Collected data
============================================================

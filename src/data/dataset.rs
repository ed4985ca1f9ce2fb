// Labeled text dataset: the table narrowed to (text, class index) pairs.
//
// Label encoding is where swapped classes would silently corrupt every
// metric, so the raw -> index mapping is explicit and logged.

use ndarray::Array1;
use tracing::info;

use super::table::Table;
use crate::error::DataError;

/// Texts with encoded labels. `labels[i]` indexes into `classes`.
#[derive(Debug, Clone, PartialEq)]
pub struct LabeledDataset {
    pub texts: Vec<String>,
    pub labels: Array1<usize>,
    /// Raw label values; position = class index. Index 1 is the positive class.
    pub classes: Vec<String>,
}

impl LabeledDataset {
    /// Extract the text and label columns from a loaded table.
    ///
    /// Fails on a missing column, any null text or label, or a label column
    /// that does not hold exactly two distinct values.
    pub fn from_table(
        table: &Table,
        text_column: &str,
        label_column: &str,
        positive_label: Option<&str>,
    ) -> Result<Self, DataError> {
        let text_idx = table.column_index(text_column)?;
        let label_idx = table.column_index(label_column)?;

        let texts = collect_required(table, text_idx, text_column)?;
        let raw_labels = collect_required(table, label_idx, label_column)?;
        let raw_labels: Vec<String> = raw_labels.into_iter().map(|l| l.trim().to_string()).collect();

        let classes = encode_classes(&raw_labels, positive_label)?;
        let labels: Array1<usize> = raw_labels
            .iter()
            .map(|raw| {
                // encode_classes saw every raw value, so the lookup cannot miss
                classes.iter().position(|c| c == raw).unwrap_or(0)
            })
            .collect();

        info!(
            negative = %classes[0],
            positive = %classes[1],
            "Label classes encoded (negative = 0, positive = 1)"
        );

        Ok(Self {
            texts,
            labels,
            classes,
        })
    }

    pub fn len(&self) -> usize {
        self.texts.len()
    }

    pub fn is_empty(&self) -> bool {
        self.texts.is_empty()
    }

    pub fn n_classes(&self) -> usize {
        self.classes.len()
    }

    /// Number of rows in each class, indexed by class.
    pub fn class_counts(&self) -> Vec<usize> {
        class_counts(&self.labels, self.n_classes())
    }
}

/// Count occurrences of each class index in `0..n_classes`.
pub fn class_counts(labels: &Array1<usize>, n_classes: usize) -> Vec<usize> {
    let mut counts = vec![0usize; n_classes];
    for &label in labels {
        if label < n_classes {
            counts[label] += 1;
        }
    }
    counts
}

fn collect_required(table: &Table, index: usize, column: &str) -> Result<Vec<String>, DataError> {
    let mut values = Vec::with_capacity(table.len());
    let mut missing = 0usize;
    let mut first_missing = None;

    for (row, cell) in table.column(index).enumerate() {
        match cell {
            Some(value) => values.push(value.to_string()),
            None => {
                missing += 1;
                first_missing.get_or_insert(row);
            }
        }
    }

    if let Some(first_row) = first_missing {
        return Err(DataError::MissingValues {
            column: column.to_string(),
            count: missing,
            first_row,
        });
    }
    Ok(values)
}

/// Sorted distinct labels (numeric order when every label is an integer),
/// optionally reordered so `positive_label` is class 1.
fn encode_classes(raw: &[String], positive_label: Option<&str>) -> Result<Vec<String>, DataError> {
    let mut classes: Vec<String> = raw.to_vec();
    classes.sort();
    classes.dedup();

    let all_integers = classes.iter().all(|c| c.parse::<i64>().is_ok());
    if all_integers {
        classes.sort_by_key(|c| c.parse::<i64>().unwrap_or_default());
    }

    if classes.len() != 2 {
        return Err(DataError::NonBinaryLabels { found: classes });
    }

    if let Some(positive) = positive_label {
        let pos = classes
            .iter()
            .position(|c| c == positive)
            .ok_or_else(|| DataError::UnknownPositiveLabel {
                label: positive.to_string(),
            })?;
        if pos == 0 {
            classes.swap(0, 1);
        }
    }

    Ok(classes)
}
// Model comparison table: the CSV written to disk and its text rendering.
//
// Numbers are formatted to four decimals before they reach either form, so
// the file and the screen always agree.

use std::path::Path;

use serde::Serialize;

use crate::error::ReportError;
use crate::pipeline::ModelResult;

pub const HEADERS: [&str; 6] = [
    "Algorithm",
    "Precision",
    "Recall",
    "F1 Score",
    "Accuracy",
    "Training Time (s)",
];

/// One row of the comparison table, every metric pre-formatted.
#[derive(Debug, Clone, PartialEq, Serialize)]
pub struct ResultRow {
    #[serde(rename = "Algorithm")]
    pub algorithm: String,
    #[serde(rename = "Precision")]
    pub precision: String,
    #[serde(rename = "Recall")]
    pub recall: String,
    #[serde(rename = "F1 Score")]
    pub f1: String,
    #[serde(rename = "Accuracy")]
    pub accuracy: String,
    #[serde(rename = "Training Time (s)")]
    pub training_time: String,
}

impl From<&ModelResult> for ResultRow {
    fn from(result: &ModelResult) -> Self {
        Self {
            algorithm: result.name.clone(),
            precision: format!("{:.4}", result.precision),
            recall: format!("{:.4}", result.recall),
            f1: format!("{:.4}", result.f1),
            accuracy: format!("{:.4}", result.accuracy),
            training_time: format!("{:.4}", result.training_time.as_secs_f64()),
        }
    }
}

impl ResultRow {
    fn cells(&self) -> [&str; 6] {
        [
            &self.algorithm,
            &self.precision,
            &self.recall,
            &self.f1,
            &self.accuracy,
            &self.training_time,
        ]
    }
}

pub fn rows(results: &[ModelResult]) -> Vec<ResultRow> {
    results.iter().map(ResultRow::from).collect()
}

/// Write the comparison table as CSV with a header row.
pub fn write_csv(path: &Path, results: &[ModelResult]) -> Result<(), ReportError> {
    let mut wtr = csv::Writer::from_path(path)?;
    if results.is_empty() {
        wtr.write_record(HEADERS)?;
    }
    for row in rows(results) {
        wtr.serialize(row)?;
    }
    wtr.flush().map_err(|source| ReportError::Io {
        path: path.to_path_buf(),
        source,
    })?;
    Ok(())
}

/// Render the table as right-aligned text columns.
pub fn format_table(rows: &[ResultRow]) -> String {
    let mut widths: Vec<usize> = HEADERS.iter().map(|h| h.chars().count()).collect();
    for row in rows {
        for (w, cell) in widths.iter_mut().zip(row.cells()) {
            *w = (*w).max(cell.chars().count());
        }
    }

    let render = |cells: [&str; 6]| -> String {
        cells
            .iter()
            .zip(&widths)
            .map(|(cell, &w)| format!("{cell:>w$}"))
            .collect::<Vec<_>>()
            .join("  ")
    };

    let mut lines = vec![render(HEADERS)];
    lines.extend(rows.iter().map(|r| render(r.cells())));
    lines.join("\n")
}
// Random forest: bagged linfa decision trees.
//
// Each tree is grown on a bootstrap sample of the rows over every feature
// column. linfa trees cannot draw split candidates per node, and a fixed
// per-tree subspace starves trees on sparse TF-IDF rows, so column
// subsampling is opt-in through `max_features`. Prediction is a majority
// vote; ties go to the lower class index.

use linfa::prelude::*;
use linfa_trees::DecisionTree;
use ndarray::{Array1, Array2, Axis};
use rand::rngs::StdRng;
use rand::seq::index::sample;
use rand::{Rng, SeedableRng};
use tracing::debug;

use super::traits::{check_fit_input, Classifier};
use crate::error::ModelError;
use crate::output::progress_bar;

pub const NAME: &str = "Random Forest";

#[derive(Debug, Clone, PartialEq)]
pub struct ForestParams {
    /// Number of trees (default 100)
    pub n_trees: usize,
    /// Depth limit per tree; None grows until leaves are pure (default)
    pub max_depth: Option<usize>,
    /// Random feature columns per tree; None uses every column (default)
    pub max_features: Option<usize>,
    /// Sample rows with replacement for each tree (default true)
    pub bootstrap: bool,
    pub seed: u64,
}

impl Default for ForestParams {
    fn default() -> Self {
        Self {
            n_trees: 100,
            max_depth: None,
            max_features: None,
            bootstrap: true,
            seed: 42,
        }
    }
}

struct Member {
    features: Vec<usize>,
    tree: DecisionTree<f64, usize>,
}

pub struct ForestClassifier {
    params: ForestParams,
    members: Vec<Member>,
    n_classes: usize,
}

impl ForestClassifier {
    pub fn new(params: ForestParams) -> Self {
        Self {
            params,
            members: Vec::new(),
            n_classes: 0,
        }
    }

    /// Number of fitted trees.
    pub fn n_trees(&self) -> usize {
        self.members.len()
    }

    /// Vote counts per row and class.
    pub fn votes(&self, x: &Array2<f64>) -> Result<Array2<usize>, ModelError> {
        if self.members.is_empty() {
            return Err(ModelError::NotFitted(NAME.to_string()));
        }

        let mut votes = Array2::<usize>::zeros((x.nrows(), self.n_classes));
        for member in &self.members {
            if let Some(&col) = member.features.iter().find(|&&c| c >= x.ncols()) {
                return Err(ModelError::predict(
                    NAME,
                    format!("feature column {col} missing from input with {} columns", x.ncols()),
                ));
            }
            let sub = x.select(Axis(1), &member.features);
            let predicted = member.tree.predict(&sub);
            for (row, &class) in predicted.iter().enumerate() {
                if class < self.n_classes {
                    votes[[row, class]] += 1;
                }
            }
        }
        Ok(votes)
    }

    fn features_per_tree(&self, n_features: usize) -> usize {
        self.params
            .max_features
            .map_or(n_features, |k| k.clamp(1, n_features))
    }
}

impl Classifier for ForestClassifier {
    fn name(&self) -> &str {
        NAME
    }

    fn fit(&mut self, x: &Array2<f64>, y: &Array1<usize>, n_classes: usize) -> Result<(), ModelError> {
        check_fit_input(NAME, x, y, n_classes)?;
        if self.params.n_trees == 0 || x.ncols() == 0 {
            return Err(ModelError::InvalidParams {
                model: NAME.to_string(),
                message: "need at least one tree and one feature column".to_string(),
            });
        }

        let n_samples = x.nrows();
        let n_features = x.ncols();
        let k = self.features_per_tree(n_features);
        let mut rng = StdRng::seed_from_u64(self.params.seed);

        self.members.clear();
        self.n_classes = n_classes;

        let pb = progress_bar(self.params.n_trees as u64, "Forest trees");

        for t in 0..self.params.n_trees {
            let rows: Vec<usize> = if self.params.bootstrap {
                (0..n_samples).map(|_| rng.gen_range(0..n_samples)).collect()
            } else {
                (0..n_samples).collect()
            };
            let features: Vec<usize> = if k == n_features {
                (0..n_features).collect()
            } else {
                let mut subset = sample(&mut rng, n_features, k).into_vec();
                subset.sort_unstable();
                subset
            };

            let records = x.select(Axis(0), &rows).select(Axis(1), &features);
            let targets = y.select(Axis(0), &rows);
            let dataset = Dataset::new(records, targets);

            let tree = DecisionTree::<f64, usize>::params()
                .max_depth(self.params.max_depth)
                .fit(&dataset)
                .map_err(|e| ModelError::fit(NAME, format!("tree {t}: {e}")))?;

            self.members.push(Member { features, tree });
            pb.inc(1);
        }
        pb.finish_and_clear();

        debug!(trees = self.members.len(), features_per_tree = k, "Forest grown");
        Ok(())
    }

    fn predict(&self, x: &Array2<f64>) -> Result<Array1<usize>, ModelError> {
        let votes = self.votes(x)?;
        Ok(votes
            .rows()
            .into_iter()
            .map(|row| {
                let mut best = 0;
                for (class, &count) in row.iter().enumerate() {
                    if count > row[best] {
                        best = class;
                    }
                }
                best
            })
            .collect())
    }
}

============================================================

→ Exercise aim: For each line of the entries that contains the word "ncols", make a copy.

→ Exercise result:
            if let Some(&col) = member.features.iter().find(|&&c| c >= x.ncols()) {
                    format!("feature column {col} missing from input with {} columns", x.ncols()),
        if self.params.n_trees == 0 || x.ncols() == 0 {
        let n_features = x.ncols();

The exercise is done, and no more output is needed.